*** Information ***

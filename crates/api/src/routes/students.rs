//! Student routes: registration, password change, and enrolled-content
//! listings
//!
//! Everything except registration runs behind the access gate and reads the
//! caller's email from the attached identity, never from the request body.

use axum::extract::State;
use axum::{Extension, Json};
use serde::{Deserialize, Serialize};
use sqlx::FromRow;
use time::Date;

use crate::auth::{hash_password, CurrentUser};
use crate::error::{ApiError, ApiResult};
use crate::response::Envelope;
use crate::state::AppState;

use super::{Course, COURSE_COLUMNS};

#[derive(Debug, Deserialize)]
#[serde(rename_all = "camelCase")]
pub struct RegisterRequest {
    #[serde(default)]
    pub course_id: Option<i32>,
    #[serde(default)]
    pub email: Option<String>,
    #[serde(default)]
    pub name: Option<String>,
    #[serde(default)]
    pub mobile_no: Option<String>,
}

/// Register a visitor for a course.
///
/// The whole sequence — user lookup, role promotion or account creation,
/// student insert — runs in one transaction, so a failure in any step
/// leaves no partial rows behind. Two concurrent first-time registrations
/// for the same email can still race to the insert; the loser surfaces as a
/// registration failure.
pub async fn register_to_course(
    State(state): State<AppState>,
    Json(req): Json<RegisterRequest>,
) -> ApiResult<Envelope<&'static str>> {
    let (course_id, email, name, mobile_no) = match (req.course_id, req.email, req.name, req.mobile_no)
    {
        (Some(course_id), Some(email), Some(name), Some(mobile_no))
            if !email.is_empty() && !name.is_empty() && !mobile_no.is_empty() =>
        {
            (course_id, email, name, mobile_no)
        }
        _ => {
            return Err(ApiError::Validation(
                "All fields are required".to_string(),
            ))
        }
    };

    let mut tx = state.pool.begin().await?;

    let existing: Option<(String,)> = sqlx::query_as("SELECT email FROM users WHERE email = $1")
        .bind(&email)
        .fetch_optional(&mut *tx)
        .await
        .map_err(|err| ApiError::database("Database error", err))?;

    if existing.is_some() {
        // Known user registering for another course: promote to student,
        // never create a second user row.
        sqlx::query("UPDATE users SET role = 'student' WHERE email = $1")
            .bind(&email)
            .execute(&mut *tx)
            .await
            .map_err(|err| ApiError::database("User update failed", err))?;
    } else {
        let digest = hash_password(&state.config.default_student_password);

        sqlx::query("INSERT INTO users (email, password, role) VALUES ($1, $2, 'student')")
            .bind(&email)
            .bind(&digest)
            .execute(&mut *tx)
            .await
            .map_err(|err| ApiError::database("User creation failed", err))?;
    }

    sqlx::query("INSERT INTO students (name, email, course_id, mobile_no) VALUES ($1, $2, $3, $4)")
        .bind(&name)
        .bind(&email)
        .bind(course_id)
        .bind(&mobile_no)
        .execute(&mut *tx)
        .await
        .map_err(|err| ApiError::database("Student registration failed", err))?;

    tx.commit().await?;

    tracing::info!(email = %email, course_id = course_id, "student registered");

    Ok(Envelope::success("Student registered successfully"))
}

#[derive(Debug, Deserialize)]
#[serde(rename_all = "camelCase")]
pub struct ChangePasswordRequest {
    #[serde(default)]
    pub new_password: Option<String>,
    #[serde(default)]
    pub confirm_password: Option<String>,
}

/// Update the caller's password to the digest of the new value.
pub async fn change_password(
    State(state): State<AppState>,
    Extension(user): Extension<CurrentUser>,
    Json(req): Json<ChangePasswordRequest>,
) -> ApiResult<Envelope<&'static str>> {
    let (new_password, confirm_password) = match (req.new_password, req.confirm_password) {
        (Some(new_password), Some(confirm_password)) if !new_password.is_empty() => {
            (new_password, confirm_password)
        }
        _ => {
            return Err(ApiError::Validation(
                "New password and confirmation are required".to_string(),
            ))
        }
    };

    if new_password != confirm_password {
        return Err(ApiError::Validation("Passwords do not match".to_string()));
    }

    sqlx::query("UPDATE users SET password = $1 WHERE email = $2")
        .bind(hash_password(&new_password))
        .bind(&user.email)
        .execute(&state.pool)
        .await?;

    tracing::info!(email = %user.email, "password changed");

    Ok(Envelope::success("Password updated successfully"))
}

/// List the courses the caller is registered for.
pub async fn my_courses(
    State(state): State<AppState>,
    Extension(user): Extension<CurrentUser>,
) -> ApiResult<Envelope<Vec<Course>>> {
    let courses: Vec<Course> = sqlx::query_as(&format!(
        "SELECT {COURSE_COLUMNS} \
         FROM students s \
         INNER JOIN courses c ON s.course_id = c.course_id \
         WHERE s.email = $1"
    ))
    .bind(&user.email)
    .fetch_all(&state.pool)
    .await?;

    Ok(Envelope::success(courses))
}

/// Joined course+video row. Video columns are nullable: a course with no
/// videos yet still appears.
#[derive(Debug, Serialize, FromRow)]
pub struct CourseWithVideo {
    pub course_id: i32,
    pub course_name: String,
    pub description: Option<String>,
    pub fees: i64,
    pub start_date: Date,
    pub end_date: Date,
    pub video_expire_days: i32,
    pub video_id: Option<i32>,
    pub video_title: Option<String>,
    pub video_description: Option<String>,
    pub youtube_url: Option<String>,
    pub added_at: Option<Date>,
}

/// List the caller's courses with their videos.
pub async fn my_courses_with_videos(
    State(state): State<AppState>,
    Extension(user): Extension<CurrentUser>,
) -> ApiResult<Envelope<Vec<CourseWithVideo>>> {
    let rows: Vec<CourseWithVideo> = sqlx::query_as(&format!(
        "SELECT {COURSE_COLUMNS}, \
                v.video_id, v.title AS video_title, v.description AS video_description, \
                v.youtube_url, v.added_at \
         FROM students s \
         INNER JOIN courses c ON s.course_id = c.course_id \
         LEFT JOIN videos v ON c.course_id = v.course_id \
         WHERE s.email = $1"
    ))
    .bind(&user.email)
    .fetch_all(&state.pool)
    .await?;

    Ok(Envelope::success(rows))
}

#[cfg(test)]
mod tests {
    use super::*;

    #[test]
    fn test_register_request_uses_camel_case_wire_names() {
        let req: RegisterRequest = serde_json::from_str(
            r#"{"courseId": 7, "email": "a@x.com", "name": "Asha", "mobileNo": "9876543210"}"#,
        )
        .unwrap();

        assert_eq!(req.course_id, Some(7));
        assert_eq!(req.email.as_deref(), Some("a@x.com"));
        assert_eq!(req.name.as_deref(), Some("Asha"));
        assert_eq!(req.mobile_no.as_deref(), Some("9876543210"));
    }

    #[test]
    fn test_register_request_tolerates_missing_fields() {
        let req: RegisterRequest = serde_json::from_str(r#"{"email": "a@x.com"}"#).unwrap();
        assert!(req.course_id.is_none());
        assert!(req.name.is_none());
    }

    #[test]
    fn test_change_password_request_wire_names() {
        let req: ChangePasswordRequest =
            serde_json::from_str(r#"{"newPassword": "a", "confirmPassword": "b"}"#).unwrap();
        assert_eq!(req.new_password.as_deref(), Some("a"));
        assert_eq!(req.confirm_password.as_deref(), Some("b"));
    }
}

*** End of Information ***
*** Information ***

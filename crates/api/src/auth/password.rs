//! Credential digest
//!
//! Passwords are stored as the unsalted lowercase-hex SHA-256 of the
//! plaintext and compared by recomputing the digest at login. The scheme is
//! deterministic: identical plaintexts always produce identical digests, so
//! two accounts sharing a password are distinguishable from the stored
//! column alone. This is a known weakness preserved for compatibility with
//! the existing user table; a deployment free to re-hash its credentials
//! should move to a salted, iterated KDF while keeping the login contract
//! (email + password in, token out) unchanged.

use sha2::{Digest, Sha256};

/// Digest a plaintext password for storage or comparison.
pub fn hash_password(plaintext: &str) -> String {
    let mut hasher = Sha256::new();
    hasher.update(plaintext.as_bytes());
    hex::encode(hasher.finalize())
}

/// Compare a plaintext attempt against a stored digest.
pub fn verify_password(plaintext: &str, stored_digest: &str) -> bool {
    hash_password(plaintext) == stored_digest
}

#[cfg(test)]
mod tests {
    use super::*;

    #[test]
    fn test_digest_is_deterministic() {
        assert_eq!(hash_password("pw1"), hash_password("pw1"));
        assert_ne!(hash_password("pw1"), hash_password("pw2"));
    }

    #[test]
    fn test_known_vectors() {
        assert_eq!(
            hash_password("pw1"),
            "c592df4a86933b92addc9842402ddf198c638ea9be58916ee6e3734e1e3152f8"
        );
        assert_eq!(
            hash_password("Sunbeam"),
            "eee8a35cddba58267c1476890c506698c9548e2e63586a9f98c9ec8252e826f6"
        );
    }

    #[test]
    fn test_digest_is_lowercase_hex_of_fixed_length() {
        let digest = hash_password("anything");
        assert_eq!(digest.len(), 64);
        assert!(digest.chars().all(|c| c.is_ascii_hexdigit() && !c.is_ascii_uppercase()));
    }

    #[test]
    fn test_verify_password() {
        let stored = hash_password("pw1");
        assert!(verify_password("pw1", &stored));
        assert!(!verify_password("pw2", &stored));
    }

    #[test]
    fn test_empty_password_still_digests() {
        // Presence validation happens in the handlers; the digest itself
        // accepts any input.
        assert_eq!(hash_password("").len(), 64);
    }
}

*** End of Information ***
*** Information ***

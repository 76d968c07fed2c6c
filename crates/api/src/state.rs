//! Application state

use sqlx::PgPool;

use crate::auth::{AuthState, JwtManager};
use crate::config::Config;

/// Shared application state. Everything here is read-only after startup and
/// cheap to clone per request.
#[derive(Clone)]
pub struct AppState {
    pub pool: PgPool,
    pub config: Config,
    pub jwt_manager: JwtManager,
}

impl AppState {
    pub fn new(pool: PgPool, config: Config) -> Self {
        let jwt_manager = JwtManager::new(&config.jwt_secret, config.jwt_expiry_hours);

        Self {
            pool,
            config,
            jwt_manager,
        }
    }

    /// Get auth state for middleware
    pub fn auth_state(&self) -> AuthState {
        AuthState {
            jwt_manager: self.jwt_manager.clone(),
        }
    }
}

*** End of Information ***

Assignment
Search the entries for the word "ChangePasswordRequest", then copy every line in which it is found.

The completed task
pub struct ChangePasswordRequest {
    Json(req): Json<ChangePasswordRequest>,
        let req: ChangePasswordRequest =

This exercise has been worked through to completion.